Basics of Understanding EDS
There are three underlying issues to understand about Ehlers Danlos Syndrome (EDS). It’s important to understand each of these to better manage EDS.
- The tissue that connects different parts of the body is called Connective Tissue. Tendons, ligaments, capsules around joints, skin are all examples of connective tissue. In EDS, this connective tissue is relatively weak; it can be stretched easily. Anything that gets stretched too much, may stay stretched (hence avoid dislocating or over stretching joints, avoid ‘party tricks’). If this connective tissue breaks, it repairs with scar tissue made up of the same connective tissue but weaker. This explains why scars in EDS are paper thin. It also explains why surgery for joints is not a good idea because the repaired joint heals with even weaker scar tissue.
- Loss of joint position sense. Our body has sensors (called receptors) in joints, tendons, muscles, ligaments, skin that continuously update the brain (‘Central Command Center’) as to the exact position of the joint. Joint position sense is also called Proprioception. Once the brain gets inputs from the joints and the rest of the body, it sends signals to other parts to act accordingly.

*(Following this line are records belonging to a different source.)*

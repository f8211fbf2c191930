// ==========================================
// 气体物料清单转换工具 - 类别判定器实现
// ==========================================
// 职责: 物料名称 → 唯一类别
// 规则: 名称转小写后按顺序做子串匹配,首个命中的规则生效
// ==========================================

use crate::domain::article::Category;
use crate::importer::article_importer_trait::Classifier;
use tracing::trace;

/// 分类规则: (关键字集合, 类别),任一关键字命中即生效
pub type KeywordRule = (&'static [&'static str], Category);

/// 默认规则表（顺序即优先级）
///
/// "lucht" 与 "alisol" 两条规则与兜底类别相同,保留以便核对规则顺序
pub const DEFAULT_RULES: &[KeywordRule] = &[
    (&["stikstof"], Category::Stikstof),
    (&["zuurstof"], Category::Zuurstof),
    (&["argon"], Category::Argon),
    (&["acetyleen"], Category::Acetyleen),
    (&["kooldioxide", "co2", "koolzuur"], Category::Co2),
    (&["weldmix"], Category::Weldmix),
    (&["formeergas"], Category::Formeergas),
    (&["helium"], Category::Helium),
    (&["propaan"], Category::Propaan),
    (&["waterstof"], Category::Waterstof),
    (&["lucht"], Category::Gas),
    (&["alisol"], Category::Gas),
];

pub struct KeywordClassifier {
    rules: &'static [KeywordRule],
    fallback: Category,
}

impl KeywordClassifier {
    pub fn new() -> Self {
        Self {
            rules: DEFAULT_RULES,
            fallback: Category::Gas,
        }
    }

    /// 返回命中的规则序号（从 0 开始）,无命中返回 None
    pub fn matching_rule(&self, name: &str) -> Option<usize> {
        let lower_name = name.to_lowercase();
        self.rules.iter().position(|(keywords, _)| {
            keywords
                .iter()
                .any(|keyword| lower_name.contains(keyword))
        })
    }
}

impl Default for KeywordClassifier {
    fn default() -> Self {
        Self::new()
    }
}

impl Classifier for KeywordClassifier {
    fn classify(&self, name: &str) -> Category {
        let rule = self.matching_rule(name);
        let category = rule.map(|idx| self.rules[idx].1).unwrap_or(self.fallback);
        trace!(name = %name, rule = ?rule, category = %category, "类别判定");
        category
    }
}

For example, when we walk, the brain can coordinate our steps, maintain balance and prevent us from hyper-extending or over stretching our joints.
People with EDS tend to have weak joint position sense (proprioception). It is probably because of the constant damage to the joints over time. This loss of joint position sense makes people klutzy, poorly coordinated. They tend to bump in doorways, bump into furniture, drop things often. Having poor proprioception also makes them more prone to joint injuries. Poor proprioception is also seen in toddlers as they first learn how to walk. Their proprioception has not entirely developed as yet. Athletes, elderly and after joint surgery, people lose proprioception because of joint damage. Yet, another argument against joint surgery in EDS.
- People with EDS are prone to developing co-existing conditions. Physicians are not sure why this is common in EDS. The co-existing conditions are: Dysautonomia, Postural Orthostatic Tachycardia Syndrome (POTS), Mast Cell Activation Syndrome (MCAS), Chiari Malformation, Tethered Cord Syndrome. Managing pain and loss of function in EDS means managing the family of conditions that come with it.